Executively Speaking: It’s About the Bathrooms

by Michael Saxe-Taller, Executive Director

 Inclusion is one of our community’s central values. The latest opportunity that we have to live out our values is connected to our bathrooms.

Having a broad reach in our inclusion efforts often means addressing a variety of people’s needs at the same time. When it comes to bathrooms, we are thinking about the following needs:

  •     Physical Access – do we have facilities that are accessible to people with a variety of abilities?
  •     Gender Diversity – do we have facilities that meet the needs of people with a range of gender identities?
  •     Gender Specific Safe Space – do we have a place where people of all genders can feel safe?
  •     Infant Changing – Have we setup our bathrooms so that every caretaker can have a place where they change a baby’s diaper?

 Addressing and meeting all of these needs at the same time is a challenge for us, particularly because of the physical limitations of our building.  We expect that there will come a time we have remodeled our building and anyone who has difficulty with stairs can easily move between our two main floors, and when all of our bathrooms are wheelchair accessible. Unfortunately, that time has not come yet. Therefore, we must face complex issues and find creative solutions.  

Our building has four bathrooms, two on the main floor and two on the lower floor. Originally, each floor had a women’s room with one or more stalls, and a men’s room with stalls and urinals. Because of their designs, only the two original women’s rooms are accessible to people in wheelchairs. 

Several years ago, Kehilla turned the upstairs men’s room into an all-gender, single-stall bathroom. We also put a diaper-changing station in both the upstairs and downstairs women’s rooms, but soon had to remove the downstairs changing station because it interfered with wheelchair access to the stall.

We were still left with two problems, we didn’t have a diaper changing station that could be accessed by people of all genders and we didn’t have a wheelchair accessible bathroom on either floor that could be used by people of all genders. In an attempt to address these issues, the staff recently decided to make all of the bathrooms into all-gender bathrooms. We changed the signage to reflect what was in the bathroom (stalls/urinals/changing table/single stall/multiple stall) rather than who should use the bathroom. 

We soon learned that our latest solution wasn’t sufficient either. We were approached by a number of women who spoke clearly about the importance to them of a women’s-only bathroom. Their main concerns were (1) that women-only bathrooms are an important safe space in a society where gender-based violence and vulnerability are so pervasive; and (2) having people of multiple genders simultaneously using a bathroom that has both urinals and stalls can be uncomfortable for many people.  

As you can see, this situation calls for creative thinking, and we believe we have come up with a workable (though maybe not ideal) solution that addresses all of the four needs I listed above.

  •     Both upstairs bathrooms will be all-gender.
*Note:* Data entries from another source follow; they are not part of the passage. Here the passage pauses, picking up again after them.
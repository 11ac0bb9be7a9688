//! Shared Wilder building blocks: true range and Wilder smoothing.
//!
//! Used by the directional indicators (+DI/-DI), ADX, and RSI.

use crate::domain::Candle;

/// Compute the True Range series.
///
/// TR[t] = max(high[t]-low[t], |high[t]-close[t-1]|, |low[t]-close[t-1]|).
/// TR[0] is NaN: there is no previous close, so the smoothing seed starts
/// at index 1 together with the directional movement series.
pub fn true_range(candles: &[Candle]) -> Vec<f64> {
    let n = candles.len();
    let mut tr = vec![f64::NAN; n];

    for i in 1..n {
        let h = candles[i].high;
        let l = candles[i].low;
        let pc = candles[i - 1].close;
        if h.is_nan() || l.is_nan() || pc.is_nan() {
            continue;
        }
        tr[i] = (h - l).max((h - pc).abs()).max((l - pc).abs());
    }

    tr
}

/// Apply Wilder smoothing (EMA with alpha = 1/period) to a series.
///
/// Seed: mean of the first run of `period` consecutive valid values; the
/// seed lands at the last index of that run. A NaN after the seed leaves
/// everything from there on undefined.
pub fn wilder_smooth(values: &[f64], period: usize) -> Vec<f64> {
    let n = values.len();
    let mut result = vec![f64::NAN; n];

    if period == 0 || n < period {
        return result;
    }

    let mut run = 0usize;
    let mut seed_end = None;
    for (i, v) in values.iter().enumerate() {
        if v.is_nan() {
            run = 0;
        } else {
            run += 1;
        }
        if run == period {
            seed_end = Some(i);
            break;
        }
    }
    let Some(end) = seed_end else {
        return result;
    };

    let start = end + 1 - period;
    let seed = values[start..=end].iter().sum::<f64>() / period as f64;
    result[end] = seed;

    let alpha = 1.0 / period as f64;
    let mut prev = seed;
    for i in (end + 1)..n {
        if values[i].is_nan() {
            break;
        }
        prev = alpha * values[i] + (1.0 - alpha) * prev;
        result[i] = prev;
    }

    result
}
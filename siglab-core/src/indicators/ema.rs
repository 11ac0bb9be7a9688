//! Exponential Moving Average (EMA).
//!
//! Recursive: EMA[t] = alpha * close[t] + (1 - alpha) * EMA[t-1],
//! alpha = 2 / (period + 1). Seed: SMA of the first `period` closes.
//! Lookback: period - 1.

use crate::domain::Candle;
use crate::indicators::Indicator;

#[derive(Debug, Clone)]
pub struct Ema {
    period: usize,
    name: String,
}

impl Ema {
    pub fn new(period: usize) -> Self {
        assert!(period >= 1, "EMA period must be >= 1");
        Self {
            period,
            name: format!("ema_{period}"),
        }
    }
}

impl Indicator for Ema {
    fn name(&self) -> &str {
        &self.name
    }

    fn lookback(&self) -> usize {
        self.period.saturating_sub(1)
    }

    fn compute(&self, candles: &[Candle]) -> Vec<f64> {
        let closes: Vec<f64> = candles.iter().map(|c| c.close).collect();
        ema_of_series(&closes, self.period)
    }
}

/// Compute EMA values over a raw f64 slice.
///
/// Seed: SMA of the first `period` values; a NaN in the seed window yields an
/// all-NaN result, and a NaN after the seed taints everything from there on.
/// Used by composed indicators (MACD) that need the EMA of a derived series.
pub fn ema_of_series(values: &[f64], period: usize) -> Vec<f64> {
    let n = values.len();
    let mut result = vec![f64::NAN; n];

    if period == 0 || n < period {
        return result;
    }

    let mut sum = 0.0;
    for &v in values.iter().take(period) {
        if v.is_nan() {
            return result;
        }
        sum += v;
    }
    let seed = sum / period as f64;
    result[period - 1] = seed;

    let alpha = 2.0 / (period as f64 + 1.0);
    let mut prev = seed;
    for i in period..n {
        if values[i].is_nan() {
            break; // remaining values stay NaN
        }
        prev = alpha * values[i] + (1.0 - alpha) * prev;
        result[i] = prev;
    }

    result
}
//! Relative Strength Index (RSI).
//!
//! Wilder-smoothed average gains and losses over close-to-close changes:
//! RSI = 100 - 100 / (1 + avg_gain / avg_loss).
//! Edge cases: avg_loss == 0 -> 100; avg_gain == 0 -> 0; both zero -> 50.
//! Lookback: period.

use crate::domain::Candle;
use crate::indicators::wilder::wilder_smooth;
use crate::indicators::Indicator;

#[derive(Debug, Clone)]
pub struct Rsi {
    period: usize,
    name: String,
}

impl Rsi {
    pub fn new(period: usize) -> Self {
        assert!(period >= 1, "RSI period must be >= 1");
        Self {
            period,
            name: format!("rsi_{period}"),
        }
    }
}

impl Indicator for Rsi {
    fn name(&self) -> &str {
        &self.name
    }

    fn lookback(&self) -> usize {
        self.period
    }

    fn compute(&self, candles: &[Candle]) -> Vec<f64> {
        let n = candles.len();
        let mut gains = vec![f64::NAN; n];
        let mut losses = vec![f64::NAN; n];

        for i in 1..n {
            let change = candles[i].close - candles[i - 1].close;
            if change.is_nan() {
                continue;
            }
            gains[i] = change.max(0.0);
            losses[i] = (-change).max(0.0);
        }

        let avg_gain = wilder_smooth(&gains, self.period);
        let avg_loss = wilder_smooth(&losses, self.period);

        let mut result = vec![f64::NAN; n];
        for i in 0..n {
            if avg_gain[i].is_nan() || avg_loss[i].is_nan() {
                continue;
            }
            result[i] = relative_strength(avg_gain[i], avg_loss[i]);
        }

        result
    }
}

fn relative_strength(avg_gain: f64, avg_loss: f64) -> f64 {
    if avg_loss == 0.0 && avg_gain == 0.0 {
        50.0 // no movement
    } else if avg_loss == 0.0 {
        100.0
    } else if avg_gain == 0.0 {
        0.0
    } else {
        100.0 - 100.0 / (1.0 + avg_gain / avg_loss)
    }
}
Anyone wanting full privacy can use the single-stall bathroom.
  •     What was formerly the downstairs men’s bathroom room will be converted to a women’s room. The urinals will be covered up.
  •     The other downstairs bathroom will become an all-gender bathroom.
  •     All bathrooms will have clear signage.

We hope to implement these changes by the end of August. Please contact me if you have questions or concerns. Getting used to the new configuration may take everyone some time to adjust. In the meantime, I invite us all to use our trips to the bathroom as an opportunity to practice the living of our values in the most physical of ways.

Additional Building Updates

We have several other exciting things happening to our building this summer:

  1. Construction is going to begin in mid-August on a new bathroom, including a shower and bathtub. The bathroom will be located off of Miriam’s Well, a small room near the foosball table in the Social Hall. Miriam’s Well and the new bathroom will be available as a residence for any potential refugees or immigrants who need to take up sanctuary here at Kehilla. This project has been in the works for months and we are finally ready to break ground. Many thanks to Kehilla’s own Michael Butler, who has shepherded the whole process.
  1. After many years, our friends at St. Mikael’s Ethiopian Orthodox Church have purchased their own building and are no longer renting from us on Sunday mornings. We are taking this opportunity to do a thorough cleaning of our sanctuary. From August 4-14, we will be closing down the sanctuary to clean the rafters, carpets, walls, chairs and pews. We are hoping that this cleaning, along with our new air conditioner, will make our sanctuary a more accessible and welcoming place for everyone.
  1. You may have noticed already, but we are sprucing up our building. By the end of the summer, we will have painted the social hall and all of our classrooms, as well as our hallways and bathrooms. We are also hoping to give the outside of the building a wash before the High Holy Days. Many thanks to our custodians Josef Straub and Fred Williamson for doing the painting and the heavy lifting, and to Lisa Korwin, Ruth Koch and Lynn Lazarus for choosing the colors.
  1. We recently replaced the door to our accessible entrance on Fairview Avenue and added a key fob system that allows people to enter on their own. This will make it easier for our members who regularly use the entrance to get in the building. If you would like to have a key fob, please contact Dee Ward in our main office.